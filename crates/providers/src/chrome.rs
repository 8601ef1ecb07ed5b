//! Chromium `Bookmarks` profile file as a platform.
//!
//! Every call re-reads the file so edits made by the browser in the meantime
//! are picked up. Writes go through a temp file and a rename.

use crate::tree::BookmarkTree;
use crate::{BookmarkPlatform, ProviderError, TreeNode};
use serde::{Deserialize, Serialize};
use serde_json::{Map, Value};
use std::collections::HashMap;
use std::path::{Path, PathBuf};
use tokio::sync::Mutex;
use tracing::debug;

/// Milliseconds between 1601-01-01 (WebKit epoch) and 1970-01-01.
const WEBKIT_EPOCH_OFFSET_MS: i64 = 11_644_473_600_000;
const ROOT_ID: &str = "0";

#[derive(Debug, Serialize, Deserialize)]
struct BookmarkFile {
    #[serde(default, skip_serializing)]
    checksum: Option<String>,
    roots: Roots,
    #[serde(default = "default_version")]
    version: u32,
    #[serde(flatten)]
    extra: Map<String, Value>,
}

#[derive(Debug, Serialize, Deserialize)]
struct Roots {
    bookmark_bar: FileNode,
    other: FileNode,
    synced: FileNode,
    #[serde(flatten)]
    extra: Map<String, Value>,
}

#[derive(Debug, Serialize, Deserialize)]
struct FileNode {
    #[serde(default, skip_serializing_if = "Option::is_none")]
    children: Option<Vec<FileNode>>,
    #[serde(default)]
    date_added: String,
    #[serde(default, skip_serializing_if = "Option::is_none")]
    date_modified: Option<String>,
    #[serde(default)]
    guid: String,
    id: String,
    name: String,
    #[serde(rename = "type")]
    kind: String,
    #[serde(default, skip_serializing_if = "Option::is_none")]
    url: Option<String>,
    #[serde(flatten)]
    extra: Map<String, Value>,
}

fn default_version() -> u32 {
    1
}

/// Fields of the file the shared tree does not model; carried through writes.
#[derive(Debug, Default)]
struct NodeMeta {
    guid: String,
    date_modified: Option<String>,
    extra: Map<String, Value>,
}

impl NodeMeta {
    fn fresh() -> Self {
        Self {
            guid: uuid::Uuid::new_v4().to_string(),
            ..Self::default()
        }
    }
}

struct Loaded {
    tree: BookmarkTree,
    meta: HashMap<String, NodeMeta>,
    permanent: [String; 3],
    version: u32,
    file_extra: Map<String, Value>,
    roots_extra: Map<String, Value>,
}

impl Loaded {
    fn from_file(file: BookmarkFile) -> Self {
        let mut meta = HashMap::new();
        let Roots {
            bookmark_bar,
            other,
            synced,
            extra: roots_extra,
        } = file.roots;
        let permanent = [
            bookmark_bar.id.clone(),
            other.id.clone(),
            synced.id.clone(),
        ];
        let children = [bookmark_bar, other, synced]
            .into_iter()
            .map(|n| from_file_node(n, ROOT_ID, &mut meta))
            .collect();
        let root = TreeNode::folder(ROOT_ID, None, "").with_children(children);
        Self {
            tree: BookmarkTree::new(root),
            meta,
            permanent,
            version: file.version,
            file_extra: file.extra,
            roots_extra,
        }
    }

    fn into_file(self) -> Result<BookmarkFile, ProviderError> {
        let Loaded {
            tree,
            mut meta,
            permanent,
            version,
            file_extra,
            roots_extra,
        } = self;
        let mut root = tree.into_root();
        let mut take = |id: &str| -> Result<FileNode, ProviderError> {
            let pos = root
                .children
                .iter()
                .position(|c| c.id == id)
                .ok_or_else(|| ProviderError::Format(format!("permanent folder {id} missing")))?;
            Ok(to_file_node(root.children.remove(pos), &mut meta))
        };
        let roots = Roots {
            bookmark_bar: take(&permanent[0])?,
            other: take(&permanent[1])?,
            synced: take(&permanent[2])?,
            extra: roots_extra,
        };
        Ok(BookmarkFile {
            checksum: None,
            roots,
            version,
            extra: file_extra,
        })
    }

    /// The invisible root and the three permanent folders cannot be moved or
    /// removed, and nothing may be added directly under the root.
    fn guard(&self, node_id: Option<&str>, parent_id: Option<&str>) -> Result<(), ProviderError> {
        let node_locked = node_id
            .map(|id| id == ROOT_ID || self.permanent.iter().any(|p| p == id))
            .unwrap_or(false);
        if node_locked || parent_id == Some(ROOT_ID) {
            return Err(ProviderError::InvalidMove {
                node: node_id.unwrap_or_default().to_string(),
                parent: parent_id.unwrap_or_default().to_string(),
            });
        }
        Ok(())
    }
}

fn from_file_node(node: FileNode, parent_id: &str, meta: &mut HashMap<String, NodeMeta>) -> TreeNode {
    let FileNode {
        children,
        date_added,
        date_modified,
        guid,
        id,
        name,
        kind,
        url,
        extra,
    } = node;
    let children = children
        .unwrap_or_default()
        .into_iter()
        .map(|c| from_file_node(c, &id, meta))
        .collect();
    meta.insert(
        id.clone(),
        NodeMeta {
            guid,
            date_modified,
            extra,
        },
    );
    TreeNode {
        id,
        parent_id: Some(parent_id.to_string()),
        title: name,
        url: if kind == "url" { url } else { None },
        date_added: webkit_to_unix_ms(&date_added),
        children,
    }
}

fn to_file_node(node: TreeNode, meta: &mut HashMap<String, NodeMeta>) -> FileNode {
    let mut m = meta.remove(&node.id).unwrap_or_else(NodeMeta::fresh);
    if m.guid.is_empty() {
        m.guid = NodeMeta::fresh().guid;
    }
    let is_folder = node.is_folder();
    let children = if is_folder {
        Some(
            node.children
                .into_iter()
                .map(|c| to_file_node(c, meta))
                .collect(),
        )
    } else {
        None
    };
    FileNode {
        children,
        date_added: unix_ms_to_webkit(node.date_added),
        date_modified: m.date_modified,
        guid: m.guid,
        id: node.id,
        name: node.title,
        kind: if is_folder { "folder" } else { "url" }.to_string(),
        url: node.url,
        extra: m.extra,
    }
}

/// Chromium stores microseconds since 1601 as a decimal string.
pub fn webkit_to_unix_ms(raw: &str) -> i64 {
    raw.trim()
        .parse::<i64>()
        .map(|us| us / 1000 - WEBKIT_EPOCH_OFFSET_MS)
        .unwrap_or(0)
}

pub fn unix_ms_to_webkit(ms: i64) -> String {
    ((ms + WEBKIT_EPOCH_OFFSET_MS) * 1000).to_string()
}

pub struct ChromeFilePlatform {
    path: PathBuf,
    lock: Mutex<()>,
}

impl ChromeFilePlatform {
    pub fn new(path: impl Into<PathBuf>) -> Self {
        Self {
            path: path.into(),
            lock: Mutex::new(()),
        }
    }

    pub fn path(&self) -> &Path {
        &self.path
    }

    async fn load(&self) -> Result<Loaded, ProviderError> {
        let bytes = tokio::fs::read(&self.path).await?;
        let file: BookmarkFile =
            serde_json::from_slice(&bytes).map_err(|e| ProviderError::Format(e.to_string()))?;
        Ok(Loaded::from_file(file))
    }

    async fn store(&self, loaded: Loaded) -> Result<(), ProviderError> {
        let file = loaded.into_file()?;
        let bytes =
            serde_json::to_vec_pretty(&file).map_err(|e| ProviderError::Format(e.to_string()))?;
        let tmp = self.path.with_extension("tagmark.tmp");
        tokio::fs::write(&tmp, bytes).await?;
        tokio::fs::rename(&tmp, &self.path).await?;
        debug!(path = %self.path.display(), "bookmark file written");
        Ok(())
    }

    async fn mutate<T: Send>(
        &self,
        f: impl FnOnce(&mut Loaded) -> Result<T, ProviderError> + Send,
    ) -> Result<T, ProviderError> {
        let _guard = self.lock.lock().await;
        let mut loaded = self.load().await?;
        let out = f(&mut loaded)?;
        self.store(loaded).await?;
        Ok(out)
    }
}

#[async_trait::async_trait]
impl BookmarkPlatform for ChromeFilePlatform {
    async fn read_tree(&self) -> Result<TreeNode, ProviderError> {
        let _guard = self.lock.lock().await;
        Ok(self.load().await?.tree.into_root())
    }

    async fn create_folder(&self, parent_id: &str, title: &str) -> Result<String, ProviderError> {
        let now = chrono::Utc::now().timestamp_millis();
        self.mutate(|l| {
            l.guard(None, Some(parent_id))?;
            l.tree.create_folder(parent_id, title, now)
        })
        .await
    }

    async fn move_node(&self, node_id: &str, new_parent_id: &str) -> Result<(), ProviderError> {
        self.mutate(|l| {
            l.guard(Some(node_id), Some(new_parent_id))?;
            l.tree.move_node(node_id, new_parent_id)
        })
        .await
    }

    async fn remove_node(&self, node_id: &str) -> Result<(), ProviderError> {
        self.mutate(|l| {
            l.guard(Some(node_id), None)?;
            l.tree.remove_node(node_id).map(|_| ())
        })
        .await
    }

    async fn create_bookmark(
        &self,
        parent_id: &str,
        title: &str,
        url: &str,
    ) -> Result<String, ProviderError> {
        let now = chrono::Utc::now().timestamp_millis();
        self.mutate(|l| {
            l.guard(None, Some(parent_id))?;
            l.tree.create_bookmark(parent_id, title, url, now)
        })
        .await
    }
}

### TASK DESCRIPTION
From the entries, copy every line in which the string "tokio" can be found.

### THE ANSWER
use tokio::sync::Mutex;
        let bytes = tokio::fs::read(&self.path).await?;
        tokio::fs::write(&tmp, bytes).await?;
        tokio::fs::rename(&tmp, &self.path).await?;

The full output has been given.